その後二人はQuebec州に引っ越し、移民申請も無事提出が完了しました。ただQuebec州における移民申請は特殊であり、通常の審査に追加として、CSQ(Quebec Selection Certificate)をQuebec州の移民局(MIFI)に申請し、承認されるというステップがあるため、審査期間も通常の家族移民の倍程度の時間を要するケースである旨、予めお二人に伝えていました。
事前のコンサルテーションにて、Bさんがこの申請のスポンサーとして遂行しなければならない義務(Aさんの移民申請が承認され、晴れてPRとなった日から3年間は経済的援助が必須となる旨)も伝えていました。

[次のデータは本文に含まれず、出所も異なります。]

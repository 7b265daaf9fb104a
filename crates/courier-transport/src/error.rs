use std::io;

use courier_protocol::ProtocolError;

/// Errors that can occur in the transport layer.
#[derive(Debug, thiserror::Error)]
pub enum TransportError {
    /// The peer closed the stream, or the local side already closed it.
    #[error("connection closed: {0}")]
    ConnectionClosed(String),

    /// Sending data failed.
    #[error("send failed: {0}")]
    SendFailed(#[source] io::Error),

    /// Receiving data failed.
    #[error("receive failed: {0}")]
    ReceiveFailed(#[source] io::Error),

    /// Binding or accepting connections failed.
    #[error("accept failed: {0}")]
    AcceptFailed(#[source] io::Error),

    /// Opening an outbound connection failed.
    #[error("connect failed: {0}")]
    ConnectFailed(#[source] io::Error),

    /// The listener was shut down.
    #[error("transport shut down")]
    Shutdown,

    /// The encoded payload does not fit a 2-byte length header.
    #[error("frame too large: {0} bytes (max 65535)")]
    FrameTooLarge(usize),

    /// The payload bytes are not valid modified UTF-8.
    #[error("malformed frame: {0}")]
    MalformedFrame(String),

    /// The payload was read but could not be decoded into a message.
    #[error(transparent)]
    Protocol(#[from] ProtocolError),
}

impl TransportError {
    /// Whether this error means the stream simply ended.
    ///
    /// Only used to pick a log message; every error takes the same path
    /// through the connection's error callback.
    pub fn is_end_of_stream(&self) -> bool {
        match self {
            TransportError::ConnectionClosed(_) => true,
            TransportError::ReceiveFailed(e) | TransportError::SendFailed(e) => matches!(
                e.kind(),
                io::ErrorKind::UnexpectedEof
                    | io::ErrorKind::BrokenPipe
                    | io::ErrorKind::ConnectionReset
            ),
            _ => false,
        }
    }
}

Aさんはとても活発な方で、フランス語の語学学校に通いながらパートタイムの仕事を3つも掛け持ちしてQuebecで暮らしているということを聞き、非常に驚きました。ついこの間までフランス語を話せなかった方が、接客業を3つも掛け持ちしているということが信じ難く、凄いと弊社内でも話題になっていた程でした。
突然のキャンセル申し出
移民申請から2年半程度が経過し、その間無事CSQ取得、健康診断パス、犯罪経歴もパス、申請条件の審査もAさん、Bさん共にパスし、後はLanding(移民局の審査官と共にConfirmation of PRに署名をし、晴れてカナダのPRになること)のみという状況でした。
突然、Bさんから3通のメールが来ました。1通目は「僕はもう彼女のスポンサーになりたくない。」という一行のメールでした。2番目は「スポンサーとしての経済援助の義務期間はもう始まっているのか」という内容、そして最後は長文で「僕のパートナーは僕の持ち家に住めて、宝くじに当たったのと同じだ。タダで住めるのだから。PRを取得するために僕を利用しているのだ」等、文句を綴るメールでした。

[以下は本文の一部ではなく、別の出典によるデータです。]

//! A single connection: four workers around a mailbox.
//!
//! ```text
//!            ┌────────────── Connection ───────────────┐
//!  stream ──→│ ReadWorker ──→ incoming                 │
//!            │                   │                     │
//!            │            ExecuteWorker (owns context) │
//!            │                   │                     │
//!  stream ←──│ WriteWorker ←── outgoing ←── send_message
//!            │                                         │
//!            │ ErrorWorker ←── errors ──→ error callback
//!            └─────────────────────────────────────────┘
//! ```
//!
//! Lifecycle is `Created → Started → Stopped`; `Stopped` is terminal.

use std::fmt;
use std::sync::atomic::{AtomicBool, AtomicU8, Ordering};
use std::sync::{Arc, Mutex, MutexGuard, PoisonError};

use courier_protocol::Message;
use courier_tick::{RecurringTask, TaskHandle};
use courier_transport::{BoxedRead, BoxedWrite, ConnectionId, MessageReader, MessageWriter};
use tokio::task::AbortHandle;
use tracing::{info, warn};

use crate::builder::ConnectionSettings;
use crate::config::ConnectionConfig;
use crate::mailbox::Mailbox;
use crate::{CourierError, worker};

/// Called once per error recorded by a connection's workers.
pub type ErrorCallback<M> = Arc<dyn Fn(&Connection<M>, &CourierError) + Send + Sync>;

/// Called with a connection, e.g. when it stops.
pub type ConnectionCallback<M> = Arc<dyn Fn(&Connection<M>) + Send + Sync>;

/// Run against the context after every executed message.
pub type ContextualTask<C> = Arc<dyn Fn(&mut C) + Send + Sync>;

/// Creates the execution context for a new connection.
pub type ContextFactory<C> = Arc<dyn Fn() -> C + Send + Sync>;

const CREATED: u8 = 0;
const STARTED: u8 = 1;
const STOPPED: u8 = 2;

pub(crate) fn lock<T>(mutex: &Mutex<T>) -> MutexGuard<'_, T> {
    mutex.lock().unwrap_or_else(PoisonError::into_inner)
}

pub(crate) struct Inner<M: Message> {
    pub(crate) id: ConnectionId,
    pub(crate) config: ConnectionConfig,
    pub(crate) mailbox: Mailbox<M>,
    /// Out of the slot while the read worker is mid-read.
    reader: Mutex<Option<Box<dyn MessageReader<M>>>>,
    /// Out of the slot while the write worker is mid-batch.
    writer: Mutex<Option<Box<dyn MessageWriter<M>>>>,
    /// Moved into the execute worker on start.
    context: Mutex<Option<M::Context>>,
    pub(crate) error_callback: ErrorCallback<M>,
    pub(crate) contextual_tasks: Vec<ContextualTask<M::Context>>,
    shutdown_callbacks: Vec<ConnectionCallback<M>>,
    state: AtomicU8,
    pub(crate) read_failed: AtomicBool,
    pub(crate) write_failed: AtomicBool,
    workers: Mutex<Vec<AbortHandle>>,
}

/// Handle to a connection. Clones refer to the same connection.
pub struct Connection<M: Message> {
    pub(crate) inner: Arc<Inner<M>>,
}

impl<M: Message> Clone for Connection<M> {
    fn clone(&self) -> Self {
        Self {
            inner: Arc::clone(&self.inner),
        }
    }
}

impl<M: Message> Connection<M> {
    /// Wires a new connection from builder settings and a stream pair.
    pub(crate) fn assemble(
        settings: &ConnectionSettings<M>,
        read: BoxedRead,
        write: BoxedWrite,
    ) -> Self {
        let mailbox = Mailbox::new();
        for factory in &settings.recurring_task_factories {
            mailbox.schedule(factory());
        }
        Self {
            inner: Arc::new(Inner {
                id: ConnectionId::random(),
                config: settings.config.clone().validated(),
                mailbox,
                reader: Mutex::new(Some(settings.io_factory.create_reader(read))),
                writer: Mutex::new(Some(settings.io_factory.create_writer(write))),
                context: Mutex::new(Some((settings.context_factory)())),
                error_callback: Arc::clone(&settings.error_callback),
                contextual_tasks: settings.contextual_tasks.clone(),
                shutdown_callbacks: settings.shutdown_callbacks.clone(),
                state: AtomicU8::new(CREATED),
                read_failed: AtomicBool::new(false),
                write_failed: AtomicBool::new(false),
                workers: Mutex::new(Vec::new()),
            }),
        }
    }

    pub fn id(&self) -> ConnectionId {
        self.inner.id
    }

    /// Spawns the error, read, write and execute workers.
    ///
    /// Must be called from within a tokio runtime. Calling it on a
    /// connection that was already started or stopped only logs a warning.
    pub fn start(&self) {
        if self
            .inner
            .state
            .compare_exchange(CREATED, STARTED, Ordering::AcqRel, Ordering::Acquire)
            .is_err()
        {
            warn!(id = %self.id(), "start ignored: connection already started or stopped");
            return;
        }
        let Some(context) = lock(&self.inner.context).take() else {
            return;
        };

        let handles = worker::spawn_workers(self, context);
        let mut workers = lock(&self.inner.workers);
        workers.extend(handles);
        // A concurrent stop() may have run before the handles were stored.
        if self.is_stopped() {
            workers.drain(..).for_each(|h| h.abort());
            return;
        }
        drop(workers);
        info!(id = %self.id(), "connection started");
    }

    /// Stops the connection.
    ///
    /// Aborts every worker (an in-flight read or write included), closes
    /// the reader and writer, then invokes each shutdown callback once.
    /// A reader or writer held by an in-flight worker is closed when the
    /// runtime drops that worker, right after the abort.
    /// Later calls do nothing. Safe to call from an error callback.
    pub fn stop(&self) {
        if self.inner.state.swap(STOPPED, Ordering::AcqRel) == STOPPED {
            return;
        }
        lock(&self.inner.workers)
            .drain(..)
            .for_each(|h| h.abort());

        let reader = lock(&self.inner.reader).take();
        if let Some(reader) = reader {
            close_reader(self.id(), reader);
        }
        let writer = lock(&self.inner.writer).take();
        if let Some(writer) = writer {
            close_writer(self.id(), writer);
        }

        info!(id = %self.id(), "connection stopped");
        for callback in &self.inner.shutdown_callbacks {
            callback(self);
        }
    }

    /// Whether the workers are running.
    pub fn is_started(&self) -> bool {
        self.inner.state.load(Ordering::Acquire) == STARTED
    }

    pub fn is_stopped(&self) -> bool {
        self.inner.state.load(Ordering::Acquire) == STOPPED
    }

    /// Queues a message for the write worker. Never blocks.
    pub fn send_message(&self, message: M) {
        self.inner.mailbox.enqueue_outgoing(message);
    }

    /// Adds a recurring task, returning its control handle.
    pub fn schedule(&self, task: RecurringTask<M::Context>) -> TaskHandle {
        self.inner.mailbox.schedule(task)
    }

    /// Handles of the tasks that are not cancelled.
    pub fn recurring_tasks(&self) -> Vec<TaskHandle> {
        self.inner.mailbox.live_recurring_tasks()
    }

    pub(crate) fn take_reader(&self) -> Option<Box<dyn MessageReader<M>>> {
        lock(&self.inner.reader).take()
    }

    /// Puts the reader back, or closes it if the connection stopped while
    /// it was out.
    pub(crate) fn return_reader(&self, reader: Box<dyn MessageReader<M>>) {
        let mut slot = lock(&self.inner.reader);
        if self.is_stopped() {
            drop(slot);
            close_reader(self.id(), reader);
        } else {
            *slot = Some(reader);
        }
    }

    pub(crate) fn take_writer(&self) -> Option<Box<dyn MessageWriter<M>>> {
        lock(&self.inner.writer).take()
    }

    pub(crate) fn return_writer(&self, writer: Box<dyn MessageWriter<M>>) {
        let mut slot = lock(&self.inner.writer);
        if self.is_stopped() {
            drop(slot);
            close_writer(self.id(), writer);
        } else {
            *slot = Some(writer);
        }
    }
}

impl<M: Message> fmt::Debug for Connection<M> {
    fn fmt(&self, f: &mut fmt::Formatter<'_>) -> fmt::Result {
        let state = match self.inner.state.load(Ordering::Acquire) {
            CREATED => "created",
            STARTED => "started",
            _ => "stopped",
        };
        f.debug_struct("Connection")
            .field("id", &self.inner.id)
            .field("state", &state)
            .finish_non_exhaustive()
    }
}

/// The reader, out of its slot for one read.
///
/// Dropped without [`give_back`](Self::give_back), as when `stop()` aborts
/// the worker mid-read, it closes the reader.
pub(crate) struct ReaderLease<'a, M: Message> {
    conn: &'a Connection<M>,
    reader: Option<Box<dyn MessageReader<M>>>,
}

impl<'a, M: Message> ReaderLease<'a, M> {
    pub(crate) fn take(conn: &'a Connection<M>) -> Option<Self> {
        let reader = conn.take_reader()?;
        Some(Self {
            conn,
            reader: Some(reader),
        })
    }

    pub(crate) fn reader(&mut self) -> Option<&mut (dyn MessageReader<M> + 'static)> {
        self.reader.as_deref_mut()
    }

    pub(crate) fn give_back(mut self) {
        if let Some(reader) = self.reader.take() {
            self.conn.return_reader(reader);
        }
    }
}

impl<M: Message> Drop for ReaderLease<'_, M> {
    fn drop(&mut self) {
        if let Some(reader) = self.reader.take() {
            close_reader(self.conn.id(), reader);
        }
    }
}

/// The writer, out of its slot for one batch. Closes it on drop unless
/// given back.
pub(crate) struct WriterLease<'a, M: Message> {
    conn: &'a Connection<M>,
    writer: Option<Box<dyn MessageWriter<M>>>,
}

impl<'a, M: Message> WriterLease<'a, M> {
    pub(crate) fn take(conn: &'a Connection<M>) -> Option<Self> {
        let writer = conn.take_writer()?;
        Some(Self {
            conn,
            writer: Some(writer),
        })
    }

    pub(crate) fn writer(&mut self) -> Option<&mut (dyn MessageWriter<M> + 'static)> {
        self.writer.as_deref_mut()
    }

    pub(crate) fn give_back(mut self) {
        if let Some(writer) = self.writer.take() {
            self.conn.return_writer(writer);
        }
    }
}

impl<M: Message> Drop for WriterLease<'_, M> {
    fn drop(&mut self) {
        if let Some(writer) = self.writer.take() {
            close_writer(self.conn.id(), writer);
        }
    }
}

pub(crate) fn close_reader<M: 'static>(id: ConnectionId, mut reader: Box<dyn MessageReader<M>>) {
    if let Err(e) = reader.close() {
        warn!(%id, error = %e, "failed to close reader");
    }
}

pub(crate) fn close_writer<M: 'static>(id: ConnectionId, mut writer: Box<dyn MessageWriter<M>>) {
    if let Err(e) = writer.close() {
        warn!(%id, error = %e, "failed to close writer");
    }
}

大変驚きましたが、この仕事を長年していると往々にしてこのようなことが何年かに数回は起こるため、このようなことは決して珍しいものではありません。
そして2通目のメールの質問に対して「AさんがPRになった日から3年間の期間です」ということを伝えると、「そんなまさか!彼女にも経済的な責任を負わせるべきだ。やっぱりこの申請は取り下げたい。」という返信が即時に来ました。
Bさんが感情的になっていることは明らかだったため、「Bさんお一人のリクエストで、この大きな決断を前に進めることはできません。本当に申請を取り下げたいのであれば、お二人で落ち着いて話し合った後、双方より申請を取り下げる意思を示すメールを下さい。」と伝えました。
その直後、「Bさんが申請を取り下げたいと仰っているので、お二人でしっかりとお話し合いをして下さい」とAさんに連絡をしました。
結末
Aさんからは「分かりました。連絡ありがとうございます。」という返信があり、数時間してまずはBさんから「やっぱり取り消しは辞める。スポンサーとしてサインするから最後まで進めて欲しい」と連絡がありました。Aさんからも「最近色々とあって揉めていたのですが、もう大丈夫です。すみませんがこのまま進めて下さい。」と連絡がありました。
お二人は現在も、IRCCからのConfirmation of PR発行待ちです。
注意事項
結局のところ、「なんだ、痴話喧嘩か」と思われた方もいると思います。この出来事を今月号で書くことにしたのは、これまで17年間様々なカップルの移民申請のお手伝いをしてきた中で、スポンサー(カナダ人)が申請者(日本人)をコントロールしたり、威圧したり、日本ではモラハラではないかと言われるような発言をされるのを目の当たりにして、この二人は果たしてPR取得後もカップルとして大丈夫なのだろうかと感じたことが多々あった、ということをお伝えしたかったからです。特にCommon-lawのカップルに多い出来事と感じています。
自分の心と身体を守るためにも、同居時点から相手が真摯な方か見極めることは移民手続きよりも何よりも重要と心に留めて頂ければと思います。